» WORK INSTRUCTIONS
Only some lines are wanted. Transcribe, exactly, the lines below from the line with "padding and rescaling." up to and including the line with "let ratio = area.aspect_ratio().ok_or_else(||".

Data records

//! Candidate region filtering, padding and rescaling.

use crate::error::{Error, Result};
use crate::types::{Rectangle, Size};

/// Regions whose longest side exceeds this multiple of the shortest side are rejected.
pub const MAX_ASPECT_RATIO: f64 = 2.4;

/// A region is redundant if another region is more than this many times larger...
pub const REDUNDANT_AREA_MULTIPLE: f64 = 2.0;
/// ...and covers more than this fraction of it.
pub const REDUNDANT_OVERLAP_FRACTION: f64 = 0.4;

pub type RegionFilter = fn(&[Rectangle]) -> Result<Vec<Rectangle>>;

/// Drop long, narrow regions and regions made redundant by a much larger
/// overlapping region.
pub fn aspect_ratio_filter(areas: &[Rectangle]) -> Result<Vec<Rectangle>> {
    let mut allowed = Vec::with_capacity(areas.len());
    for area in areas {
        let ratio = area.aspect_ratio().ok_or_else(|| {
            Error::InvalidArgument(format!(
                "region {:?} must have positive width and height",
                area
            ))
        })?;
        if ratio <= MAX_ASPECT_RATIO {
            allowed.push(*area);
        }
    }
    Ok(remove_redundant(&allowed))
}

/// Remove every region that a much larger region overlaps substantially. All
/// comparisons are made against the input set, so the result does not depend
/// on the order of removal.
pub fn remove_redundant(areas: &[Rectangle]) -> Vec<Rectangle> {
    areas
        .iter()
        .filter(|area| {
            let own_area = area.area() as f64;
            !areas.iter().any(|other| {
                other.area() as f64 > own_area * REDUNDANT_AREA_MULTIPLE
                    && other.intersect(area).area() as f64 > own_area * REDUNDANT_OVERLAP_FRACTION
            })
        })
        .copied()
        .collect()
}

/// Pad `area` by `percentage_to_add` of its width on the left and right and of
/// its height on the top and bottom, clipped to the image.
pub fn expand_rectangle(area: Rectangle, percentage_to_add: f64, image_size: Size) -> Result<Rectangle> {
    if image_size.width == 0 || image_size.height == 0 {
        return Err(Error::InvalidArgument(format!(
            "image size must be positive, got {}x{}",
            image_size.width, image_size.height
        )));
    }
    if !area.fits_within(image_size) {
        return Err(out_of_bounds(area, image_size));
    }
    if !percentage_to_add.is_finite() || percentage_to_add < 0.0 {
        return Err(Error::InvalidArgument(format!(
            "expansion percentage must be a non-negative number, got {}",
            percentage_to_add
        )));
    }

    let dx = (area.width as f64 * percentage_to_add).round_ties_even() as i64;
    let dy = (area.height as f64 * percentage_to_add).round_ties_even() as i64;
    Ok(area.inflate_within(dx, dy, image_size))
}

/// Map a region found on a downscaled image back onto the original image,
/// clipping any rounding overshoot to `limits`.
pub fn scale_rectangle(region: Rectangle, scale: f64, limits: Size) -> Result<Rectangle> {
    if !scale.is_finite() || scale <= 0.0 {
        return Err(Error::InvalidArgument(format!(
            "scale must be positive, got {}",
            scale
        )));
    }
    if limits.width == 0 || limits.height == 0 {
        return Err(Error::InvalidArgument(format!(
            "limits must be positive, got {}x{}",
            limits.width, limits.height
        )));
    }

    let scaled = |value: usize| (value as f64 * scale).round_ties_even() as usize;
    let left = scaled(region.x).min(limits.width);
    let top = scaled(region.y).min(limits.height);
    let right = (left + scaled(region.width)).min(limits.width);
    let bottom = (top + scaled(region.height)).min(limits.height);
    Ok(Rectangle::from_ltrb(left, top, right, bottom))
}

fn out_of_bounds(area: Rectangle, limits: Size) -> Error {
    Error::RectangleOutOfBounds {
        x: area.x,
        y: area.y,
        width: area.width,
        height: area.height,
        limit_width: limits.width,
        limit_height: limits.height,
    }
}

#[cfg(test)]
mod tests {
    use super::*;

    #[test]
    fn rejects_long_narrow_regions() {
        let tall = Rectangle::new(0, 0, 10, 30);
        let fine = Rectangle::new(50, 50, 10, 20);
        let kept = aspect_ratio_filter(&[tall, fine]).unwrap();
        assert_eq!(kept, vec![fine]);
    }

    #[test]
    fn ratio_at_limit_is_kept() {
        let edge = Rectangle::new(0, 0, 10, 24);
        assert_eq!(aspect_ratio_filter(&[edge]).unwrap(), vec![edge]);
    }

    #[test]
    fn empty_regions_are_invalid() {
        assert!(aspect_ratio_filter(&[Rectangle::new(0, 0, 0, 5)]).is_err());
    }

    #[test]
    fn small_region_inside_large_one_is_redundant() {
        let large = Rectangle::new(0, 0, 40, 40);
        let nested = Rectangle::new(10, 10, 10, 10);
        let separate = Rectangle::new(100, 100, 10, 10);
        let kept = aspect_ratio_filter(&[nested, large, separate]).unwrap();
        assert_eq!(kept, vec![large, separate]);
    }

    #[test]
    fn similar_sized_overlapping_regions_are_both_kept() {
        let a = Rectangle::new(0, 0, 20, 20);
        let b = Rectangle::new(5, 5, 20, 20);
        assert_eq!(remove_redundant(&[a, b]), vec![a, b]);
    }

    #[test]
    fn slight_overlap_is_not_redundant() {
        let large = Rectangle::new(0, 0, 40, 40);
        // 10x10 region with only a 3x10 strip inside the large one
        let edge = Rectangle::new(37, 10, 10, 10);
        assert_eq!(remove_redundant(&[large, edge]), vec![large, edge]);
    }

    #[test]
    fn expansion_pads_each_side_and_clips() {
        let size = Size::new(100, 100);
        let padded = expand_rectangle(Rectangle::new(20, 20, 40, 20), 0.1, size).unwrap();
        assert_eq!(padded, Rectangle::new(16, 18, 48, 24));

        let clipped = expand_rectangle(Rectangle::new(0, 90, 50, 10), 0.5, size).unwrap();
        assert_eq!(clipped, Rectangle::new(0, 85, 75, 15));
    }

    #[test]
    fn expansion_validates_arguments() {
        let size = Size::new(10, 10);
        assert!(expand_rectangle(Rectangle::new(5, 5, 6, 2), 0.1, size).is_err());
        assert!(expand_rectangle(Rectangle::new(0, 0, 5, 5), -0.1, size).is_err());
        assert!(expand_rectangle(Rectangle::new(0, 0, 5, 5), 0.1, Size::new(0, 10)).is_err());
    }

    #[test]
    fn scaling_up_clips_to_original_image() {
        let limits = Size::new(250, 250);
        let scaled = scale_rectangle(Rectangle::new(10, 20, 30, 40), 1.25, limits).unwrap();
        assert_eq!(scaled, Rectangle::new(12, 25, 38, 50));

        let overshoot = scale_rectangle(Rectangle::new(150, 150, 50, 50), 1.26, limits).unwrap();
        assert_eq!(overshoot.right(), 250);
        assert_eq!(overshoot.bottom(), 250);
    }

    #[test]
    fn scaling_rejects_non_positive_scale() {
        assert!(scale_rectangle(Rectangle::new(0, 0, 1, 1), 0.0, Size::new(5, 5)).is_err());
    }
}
...
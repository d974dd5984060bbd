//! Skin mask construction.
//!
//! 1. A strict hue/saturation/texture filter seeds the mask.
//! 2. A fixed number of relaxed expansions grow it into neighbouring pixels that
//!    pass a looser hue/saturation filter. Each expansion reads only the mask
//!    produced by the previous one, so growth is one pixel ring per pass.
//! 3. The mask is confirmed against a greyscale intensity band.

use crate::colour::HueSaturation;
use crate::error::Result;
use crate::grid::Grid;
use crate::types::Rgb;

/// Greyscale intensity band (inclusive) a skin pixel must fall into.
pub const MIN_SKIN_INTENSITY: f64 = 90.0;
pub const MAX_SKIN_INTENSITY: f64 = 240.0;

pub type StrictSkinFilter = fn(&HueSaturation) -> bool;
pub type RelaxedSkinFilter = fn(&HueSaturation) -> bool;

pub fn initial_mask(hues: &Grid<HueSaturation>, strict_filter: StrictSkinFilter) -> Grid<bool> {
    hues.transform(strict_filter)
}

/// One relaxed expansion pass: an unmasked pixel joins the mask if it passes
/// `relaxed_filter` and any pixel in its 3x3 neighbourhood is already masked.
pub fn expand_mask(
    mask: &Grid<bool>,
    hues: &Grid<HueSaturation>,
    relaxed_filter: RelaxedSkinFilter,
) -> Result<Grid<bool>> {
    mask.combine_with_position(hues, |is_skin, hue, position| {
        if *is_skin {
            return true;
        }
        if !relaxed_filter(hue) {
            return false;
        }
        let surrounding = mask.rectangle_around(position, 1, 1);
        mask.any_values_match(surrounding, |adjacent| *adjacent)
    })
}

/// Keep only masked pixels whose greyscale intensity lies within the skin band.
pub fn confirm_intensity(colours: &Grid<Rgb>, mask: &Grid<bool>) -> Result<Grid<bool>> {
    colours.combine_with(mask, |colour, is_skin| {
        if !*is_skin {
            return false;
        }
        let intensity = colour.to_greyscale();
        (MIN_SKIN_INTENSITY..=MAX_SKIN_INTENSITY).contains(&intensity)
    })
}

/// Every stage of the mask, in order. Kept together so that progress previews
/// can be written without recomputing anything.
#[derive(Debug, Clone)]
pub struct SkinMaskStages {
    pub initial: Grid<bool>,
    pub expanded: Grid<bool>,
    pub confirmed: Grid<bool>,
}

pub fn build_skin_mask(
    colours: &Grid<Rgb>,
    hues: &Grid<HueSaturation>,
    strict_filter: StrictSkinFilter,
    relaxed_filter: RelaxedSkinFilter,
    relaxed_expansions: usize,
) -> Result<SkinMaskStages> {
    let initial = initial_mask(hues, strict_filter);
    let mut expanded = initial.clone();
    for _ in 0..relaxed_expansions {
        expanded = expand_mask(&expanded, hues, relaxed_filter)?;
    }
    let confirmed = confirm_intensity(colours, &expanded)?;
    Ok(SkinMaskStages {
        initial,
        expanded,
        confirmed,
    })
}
* * *
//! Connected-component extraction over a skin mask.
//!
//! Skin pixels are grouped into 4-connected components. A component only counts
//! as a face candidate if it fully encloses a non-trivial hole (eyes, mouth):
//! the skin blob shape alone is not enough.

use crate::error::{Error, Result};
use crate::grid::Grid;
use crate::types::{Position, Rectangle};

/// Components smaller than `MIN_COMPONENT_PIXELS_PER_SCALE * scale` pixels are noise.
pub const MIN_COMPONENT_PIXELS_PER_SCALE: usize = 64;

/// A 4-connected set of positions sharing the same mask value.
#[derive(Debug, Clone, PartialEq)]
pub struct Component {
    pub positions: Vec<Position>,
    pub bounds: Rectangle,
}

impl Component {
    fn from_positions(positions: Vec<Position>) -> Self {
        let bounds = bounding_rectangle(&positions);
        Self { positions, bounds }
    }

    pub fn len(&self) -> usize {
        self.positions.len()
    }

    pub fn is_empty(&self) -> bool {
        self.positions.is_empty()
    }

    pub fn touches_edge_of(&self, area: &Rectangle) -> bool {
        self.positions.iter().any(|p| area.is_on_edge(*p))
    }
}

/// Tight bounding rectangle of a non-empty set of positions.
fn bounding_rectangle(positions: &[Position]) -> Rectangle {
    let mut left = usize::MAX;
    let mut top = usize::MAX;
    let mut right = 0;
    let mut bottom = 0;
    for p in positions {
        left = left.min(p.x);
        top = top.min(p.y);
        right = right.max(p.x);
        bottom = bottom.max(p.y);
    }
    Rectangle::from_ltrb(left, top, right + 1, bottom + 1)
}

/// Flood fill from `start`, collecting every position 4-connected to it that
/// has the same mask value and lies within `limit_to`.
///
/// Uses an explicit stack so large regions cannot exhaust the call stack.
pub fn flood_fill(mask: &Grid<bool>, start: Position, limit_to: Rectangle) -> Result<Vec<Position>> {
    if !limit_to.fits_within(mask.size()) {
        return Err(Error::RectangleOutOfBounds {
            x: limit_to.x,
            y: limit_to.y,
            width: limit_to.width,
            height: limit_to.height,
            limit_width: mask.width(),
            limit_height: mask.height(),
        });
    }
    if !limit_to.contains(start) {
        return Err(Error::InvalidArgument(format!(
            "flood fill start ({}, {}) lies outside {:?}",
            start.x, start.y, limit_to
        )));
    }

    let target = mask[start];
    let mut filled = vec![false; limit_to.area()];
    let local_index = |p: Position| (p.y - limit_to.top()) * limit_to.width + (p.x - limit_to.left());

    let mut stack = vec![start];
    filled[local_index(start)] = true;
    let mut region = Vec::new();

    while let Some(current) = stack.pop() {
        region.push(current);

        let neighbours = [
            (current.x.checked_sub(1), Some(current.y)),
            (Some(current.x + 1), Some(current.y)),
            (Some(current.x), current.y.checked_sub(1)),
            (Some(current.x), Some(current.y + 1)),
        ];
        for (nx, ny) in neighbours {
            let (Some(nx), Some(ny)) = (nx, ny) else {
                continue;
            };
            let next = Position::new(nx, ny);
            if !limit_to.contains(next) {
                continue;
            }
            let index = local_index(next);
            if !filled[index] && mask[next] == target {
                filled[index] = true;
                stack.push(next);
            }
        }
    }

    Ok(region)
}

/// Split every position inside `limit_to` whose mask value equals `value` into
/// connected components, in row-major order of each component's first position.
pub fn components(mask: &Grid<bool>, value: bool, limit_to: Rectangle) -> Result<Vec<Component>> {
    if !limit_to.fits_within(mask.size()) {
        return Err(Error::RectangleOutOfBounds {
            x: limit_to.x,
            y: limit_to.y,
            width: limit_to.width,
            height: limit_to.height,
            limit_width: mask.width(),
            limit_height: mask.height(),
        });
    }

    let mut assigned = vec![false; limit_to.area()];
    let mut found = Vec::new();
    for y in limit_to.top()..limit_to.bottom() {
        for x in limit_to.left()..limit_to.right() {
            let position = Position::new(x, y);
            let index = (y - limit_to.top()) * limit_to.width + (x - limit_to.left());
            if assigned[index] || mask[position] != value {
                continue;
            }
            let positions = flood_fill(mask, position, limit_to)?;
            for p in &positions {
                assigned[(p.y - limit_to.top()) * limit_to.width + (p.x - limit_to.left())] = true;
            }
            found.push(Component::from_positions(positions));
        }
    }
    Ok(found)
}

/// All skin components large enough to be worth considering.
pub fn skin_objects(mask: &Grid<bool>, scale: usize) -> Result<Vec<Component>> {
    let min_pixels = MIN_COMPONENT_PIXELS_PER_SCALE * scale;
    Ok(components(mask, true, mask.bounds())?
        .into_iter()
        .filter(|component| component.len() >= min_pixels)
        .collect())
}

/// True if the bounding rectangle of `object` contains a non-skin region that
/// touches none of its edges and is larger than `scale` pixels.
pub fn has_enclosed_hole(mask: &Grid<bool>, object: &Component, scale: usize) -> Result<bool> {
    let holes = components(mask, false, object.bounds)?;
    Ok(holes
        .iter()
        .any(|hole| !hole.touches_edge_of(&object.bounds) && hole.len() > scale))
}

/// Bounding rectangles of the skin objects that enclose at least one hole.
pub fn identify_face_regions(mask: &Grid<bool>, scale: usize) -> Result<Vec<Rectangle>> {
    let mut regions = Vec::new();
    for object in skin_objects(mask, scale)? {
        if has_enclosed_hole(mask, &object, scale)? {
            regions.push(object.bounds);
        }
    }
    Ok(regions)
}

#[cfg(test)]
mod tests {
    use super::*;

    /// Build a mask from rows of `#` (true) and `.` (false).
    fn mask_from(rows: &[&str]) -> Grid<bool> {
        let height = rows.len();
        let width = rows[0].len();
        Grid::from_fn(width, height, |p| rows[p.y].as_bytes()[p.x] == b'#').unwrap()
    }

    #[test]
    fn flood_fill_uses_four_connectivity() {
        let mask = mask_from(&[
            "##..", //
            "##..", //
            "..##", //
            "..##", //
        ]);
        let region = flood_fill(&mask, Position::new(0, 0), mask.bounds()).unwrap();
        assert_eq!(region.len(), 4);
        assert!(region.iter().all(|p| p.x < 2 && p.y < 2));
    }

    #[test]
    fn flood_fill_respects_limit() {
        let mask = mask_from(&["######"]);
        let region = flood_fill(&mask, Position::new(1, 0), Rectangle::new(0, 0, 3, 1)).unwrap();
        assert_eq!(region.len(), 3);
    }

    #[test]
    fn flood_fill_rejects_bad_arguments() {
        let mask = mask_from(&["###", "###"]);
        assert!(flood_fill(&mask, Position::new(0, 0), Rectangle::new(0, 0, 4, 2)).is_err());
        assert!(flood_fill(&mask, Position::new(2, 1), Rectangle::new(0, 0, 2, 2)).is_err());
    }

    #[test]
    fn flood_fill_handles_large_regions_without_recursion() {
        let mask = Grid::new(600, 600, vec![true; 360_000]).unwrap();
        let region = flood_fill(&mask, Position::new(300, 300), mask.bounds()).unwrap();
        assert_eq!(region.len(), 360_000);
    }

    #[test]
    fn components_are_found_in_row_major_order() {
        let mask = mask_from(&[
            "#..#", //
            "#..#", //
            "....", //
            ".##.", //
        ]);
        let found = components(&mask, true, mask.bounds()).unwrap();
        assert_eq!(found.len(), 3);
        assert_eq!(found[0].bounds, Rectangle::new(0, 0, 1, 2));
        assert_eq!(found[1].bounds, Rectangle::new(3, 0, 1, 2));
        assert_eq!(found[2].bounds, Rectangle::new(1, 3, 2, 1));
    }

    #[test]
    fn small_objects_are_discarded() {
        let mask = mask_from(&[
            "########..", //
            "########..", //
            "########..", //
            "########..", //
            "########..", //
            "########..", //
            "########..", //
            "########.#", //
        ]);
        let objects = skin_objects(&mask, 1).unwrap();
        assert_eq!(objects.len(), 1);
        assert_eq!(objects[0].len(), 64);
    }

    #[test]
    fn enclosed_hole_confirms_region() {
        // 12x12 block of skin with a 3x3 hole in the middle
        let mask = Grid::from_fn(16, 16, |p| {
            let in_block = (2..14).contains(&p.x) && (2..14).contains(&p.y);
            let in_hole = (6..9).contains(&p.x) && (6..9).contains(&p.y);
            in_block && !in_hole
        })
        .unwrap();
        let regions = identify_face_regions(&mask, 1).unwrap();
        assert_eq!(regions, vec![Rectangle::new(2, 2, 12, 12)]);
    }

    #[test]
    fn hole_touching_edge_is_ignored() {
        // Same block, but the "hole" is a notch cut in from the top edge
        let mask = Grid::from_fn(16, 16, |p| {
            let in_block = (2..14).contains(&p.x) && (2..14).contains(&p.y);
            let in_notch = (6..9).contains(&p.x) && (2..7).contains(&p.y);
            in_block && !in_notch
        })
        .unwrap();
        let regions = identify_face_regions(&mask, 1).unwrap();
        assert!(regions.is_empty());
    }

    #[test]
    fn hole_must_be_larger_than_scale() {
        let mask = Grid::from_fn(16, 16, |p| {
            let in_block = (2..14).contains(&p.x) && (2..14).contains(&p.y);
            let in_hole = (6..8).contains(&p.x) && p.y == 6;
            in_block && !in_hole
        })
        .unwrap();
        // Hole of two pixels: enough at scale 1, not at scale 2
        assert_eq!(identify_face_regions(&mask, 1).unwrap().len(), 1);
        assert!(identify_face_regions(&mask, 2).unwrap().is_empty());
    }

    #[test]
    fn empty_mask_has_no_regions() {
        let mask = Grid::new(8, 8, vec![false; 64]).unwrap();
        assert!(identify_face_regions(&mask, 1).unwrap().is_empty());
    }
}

» YOUR SOLUTION
//! Candidate region filtering, padding and rescaling.

use crate::error::{Error, Result};
use crate::types::{Rectangle, Size};

/// Regions whose longest side exceeds this multiple of the shortest side are rejected.
pub const MAX_ASPECT_RATIO: f64 = 2.4;

/// A region is redundant if another region is more than this many times larger...
pub const REDUNDANT_AREA_MULTIPLE: f64 = 2.0;
/// ...and covers more than this fraction of it.
pub const REDUNDANT_OVERLAP_FRACTION: f64 = 0.4;

pub type RegionFilter = fn(&[Rectangle]) -> Result<Vec<Rectangle>>;

/// Drop long, narrow regions and regions made redundant by a much larger
/// overlapping region.
pub fn aspect_ratio_filter(areas: &[Rectangle]) -> Result<Vec<Rectangle>> {
    let mut allowed = Vec::with_capacity(areas.len());
    for area in areas {
        let ratio = area.aspect_ratio().ok_or_else(|| {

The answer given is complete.